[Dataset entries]
# # #

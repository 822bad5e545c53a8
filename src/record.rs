//! Raw card record as distributed by the upstream card-metadata source.
//!
//! Deserialized straight from upstream JSON; every field except `name` is
//! optional and defaults when absent. The record is read-only input and is
//! never mutated by the pipeline.

use serde::Deserialize;

use crate::color::ColorSet;
use crate::types::TypeLine;

#[derive(Debug, Clone, PartialEq, Default, Deserialize)]
pub struct CardRecord {
    #[serde(default)]
    pub name: String,
    #[serde(default)]
    pub oracle_id: String,
    #[serde(default, rename = "id")]
    pub scryfall_id: String,
    #[serde(default)]
    pub mana_cost: String,
    #[serde(default)]
    pub cmc: f64,
    #[serde(default)]
    pub type_line: String,
    #[serde(default)]
    pub oracle_text: String,
    #[serde(default)]
    pub colors: Vec<String>,
    #[serde(default)]
    pub color_identity: Vec<String>,
    #[serde(default)]
    pub keywords: Vec<String>,
    #[serde(default)]
    pub power: Option<String>,
    #[serde(default)]
    pub toughness: Option<String>,
    #[serde(default)]
    pub loyalty: Option<String>,
}

impl CardRecord {
    pub fn colors(&self) -> ColorSet {
        ColorSet::from_symbols(&self.colors)
    }

    pub fn color_identity(&self) -> ColorSet {
        ColorSet::from_symbols(&self.color_identity)
    }

    pub fn type_line(&self) -> TypeLine {
        TypeLine::parse(&self.type_line)
    }
}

# # #

■ WHAT THE TASK REQUIRES
Would you write out each entry precisely as it is given?

■ WRITTEN ANSWER
repository 822bad5e545c53a8
filename src/record.rs
//! Raw card record as distributed by the upstream card-metadata source.
//!
//! Deserialized straight from upstream JSON; every field except `name` is
//! optional and defaults when absent. The record is read-only input and is
//! never mutated by the pipeline.

use serde::Deserialize;

use crate::color::ColorSet;
use crate::types::TypeLine;

#[derive(Debug, Clone, PartialEq, Default, Deserialize)]
pub struct CardRecord {
    #[serde(default)]
    pub name: String,
    #[serde(default)]
    pub oracle_id: String,
    #[serde(default, rename = "id")]
    pub scryfall_id: String,
    #[serde(default)]
    pub mana_cost: String,
    #[serde(default)]
    pub cmc: f64,
    #[serde(default)]
    pub type_line: String,
    #[serde(default)]
    pub oracle_text: String,
    #[serde(default)]
    pub colors: Vec<String>,
    #[serde(default)]
    pub color_identity: Vec<String>,
    #[serde(default)]
    pub keywords: Vec<String>,
    #[serde(default)]
    pub power: Option<String>,
    #[serde(default)]
    pub toughness: Option<String>,
    #[serde(default)]
    pub loyalty: Option<String>,
}

impl CardRecord {
    pub fn colors(&self) -> ColorSet {
        ColorSet::from_symbols(&self.colors)
    }

    pub fn color_identity(&self) -> ColorSet {
        ColorSet::from_symbols(&self.color_identity)
    }

    pub fn type_line(&self) -> TypeLine {
        TypeLine::parse(&self.type_line)
    }
}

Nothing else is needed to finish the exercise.